# bloody wheel bloddy feet



## kkw16

Hi is me again the new hog owner. Today is the forth day. OMG i am posting questions everyday.
today i notice that he has bloody wheel and bloody feet. i read a post before saying that bloody wheel is normal because my hog doesn't get to run on the wheel from the previous owner. I got him a FLYING SAUCER WHEEL/12 inch. i am not sure if thats a good one for him because i read one of the post saying that the wheel surface should be smooth. I have clean the wheel and his feet now. I am planning to let his legs sit for 1 or 2 nights until his fetes are back to normal.

Am i doing the right thing for my hog. Should i change the wheel to the Larry's wheel??
But i really like the one that i am having now. it traps all the poop in the centre and the wheel and nothing goes into the cage. Its so simple to clean. 

give me some comments please


----------



## susanaproenca

Hey there!

I'm not sure if I understood, did he hurt his feet with the flying saucer? Or did you switch to the flying saucer after he had been injured? 

I believe you should take his wheel away until his feet are healed. And I highly recommend the Carolina Storm Wheel, they are very safe and comfortable for hedgie's feet, and they are super easy to clean.


----------



## Puffers315

Its the right thing, beware he might thrash his cage because the wheel is gone, they usually get kind of pee'd off when its removed, but its better to let his feet heal, otherwise he'll keep running and keep having bloody feet, than add in the fact that he walks through his own urine and feces, its helping him not get sick.

I wasn't aware that the poop and pee on a flying saucer collects in the middle, everything I've read was more the opposite, that people have had it flung against the wall, heh. But either way its either keeping a clean cage and having bloody feet, or having a somewhat dirty cage with healthy feet, I'd go the healthy feet way. Its not that bad either as Larry provides a litter pan to go under the wheel.
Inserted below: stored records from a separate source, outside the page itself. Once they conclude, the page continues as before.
//! Request statistics
//!
//! [`RequestStats`] aggregates [`RequestEvent`](crate::events::RequestEvent)s
//! per `(request_type, name)` and into one total entry. Fail ratio comes from
//! cumulative counters; percentiles come from a bounded window of recent
//! response times plus a cumulative HdrHistogram.

mod aggregator;
mod entry;
mod percentile;
mod reporter;

pub use aggregator::{RequestStats, StatsDelta, StatsListener, StatsSnapshot, TOTAL_NAME};
pub use entry::{EntryDelta, EntrySettings, EntrySnapshot, StatsEntry, StatsError};
pub use percentile::{percentile, ResponseTimeHistogram, ResponseTimePercentiles};
pub use reporter::{ReportFrame, StatsReporter};
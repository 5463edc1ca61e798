//! Run states and the transition table

use serde::{Deserialize, Serialize};
use std::fmt;

/// State of a runner, or the reported state of a worker
#[derive(Debug, Clone, Copy, PartialEq, Eq, Hash, Serialize, Deserialize)]
#[serde(rename_all = "snake_case")]
pub enum RunState {
    /// Idle, ready for a start command
    Ready,
    /// Ramping users toward the target
    Spawning,
    /// Target reached
    Running,
    /// Users are finishing their current iteration
    Stopping,
    /// No users running
    Stopped,
    /// Releasing resources before going back to ready
    Cleanup,
    /// Worker stopped sending heartbeats (master side only)
    Missing,
}

impl RunState {
    /// Whether `self -> next` is a legal transition
    ///
    /// Any state may move to `Stopped`, which is how fatal errors end a run.
    /// `Missing` is a liveness marker and never a transition target.
    pub fn can_transition_to(&self, next: RunState) -> bool {
        use RunState::*;
        match (self, next) {
            (_, Stopped) => true,
            (Ready, Spawning) => true,
            (Spawning, Spawning) | (Spawning, Running) => true,
            (Running, Spawning) => true,
            (Spawning, Stopping) | (Running, Stopping) => true,
            (Stopped, Cleanup) | (Stopped, Ready) => true,
            (Cleanup, Ready) => true,
            _ => false,
        }
    }

    /// Users are (or are about to be) executing
    pub fn is_active(&self) -> bool {
        matches!(self, RunState::Spawning | RunState::Running)
    }

    /// Stable snake_case name
    pub fn as_str(&self) -> &'static str {
        match self {
            RunState::Ready => "ready",
            RunState::Spawning => "spawning",
            RunState::Running => "running",
            RunState::Stopping => "stopping",
            RunState::Stopped => "stopped",
            RunState::Cleanup => "cleanup",
            RunState::Missing => "missing",
        }
    }
}

impl fmt::Display for RunState {
    fn fmt(&self, f: &mut fmt::Formatter<'_>) -> fmt::Result {
        f.write_str(self.as_str())
    }
}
I don't use one, I just pick up any solid poo there is (when its dry and hard) and my Hester tends to make a lot of poop chips with her wheel which leaves little crumbs around, I just use a piece of duct tape around my fingers to pick them all up (others use lint rollers which I"d like to get some).

But I'd definitely recommend LarryT's Carolina Storm Wheel, good customer service and quick shipping, its quiet and very easy to clean.


----------



## PJM

I would also suggest removing his wheel. Poor guy is probably in love with it & can't make himself stop. 
I don't have a flying saucer wheel, but from what I understand, they are one of the safer wheels to have. Much better than a lot of other options. 
I would suggest you give him something else to entertain himself with while the wheel is out of the cage. Perhaps cut up some fleece strips & put them into a tissue box or something. Put a couple pieces of kibble at the bottom as a treat. He can use it as a dig box & it may keep him busy for a little bit. I also hide a couple treats in different spots in the cage.
But after having a wheel & obviously loving it, yes, he's going to be a bit upset at you. He'll get over it though.


----------



## kkw16

i kinda want to change to a Carolina Storm Wheel but my cage is too small for that wheel. 
23 inch by 17 inch by 9 inch but i don't use the cover. the Carolina Storm Wheel is huge it takes up like 65 % of the space. 

this is how it looks with the wheel. but under the wheel that is some space the hog can play around. I feel kinda sorry for him because i don't have much space for him. But I always take him out to play


----------



## kkw16

here is the picture of his cage


----------



## Puffers315

Well, in short, he needs a bigger cage. That's really cramped. The thing you can do with the storage bin setup is connect several together with 5 inch PVC piping. Many use two bins, one contains their house and food dishes, the other contains the wheel.

Yeah, that's only 2.8 square feet of floor space, its recommended 4 square feet total with roughly 2 feet of open space after you add their house, dishes and wheel in.


----------



## EryBee

I recommend getting a bigger bin, or as Puffers said, connected several. It's more money of course, but hedgehogs need space to move, play, explore, etc. You don't want their cage to become like a jail.


----------



## Kenzi

This is a repost of what my bin set up is like just for an idea.
I don't use that igloo. (Mila didn't like it) she uses snuggle bags, and blankets. Also, the loft has fleece scraps in it. Mila didn't like that plushie either, so my dog gladly took it (its a dog toy anyways).

Adding a loft freed up some space, but I'm working on a C&C now. 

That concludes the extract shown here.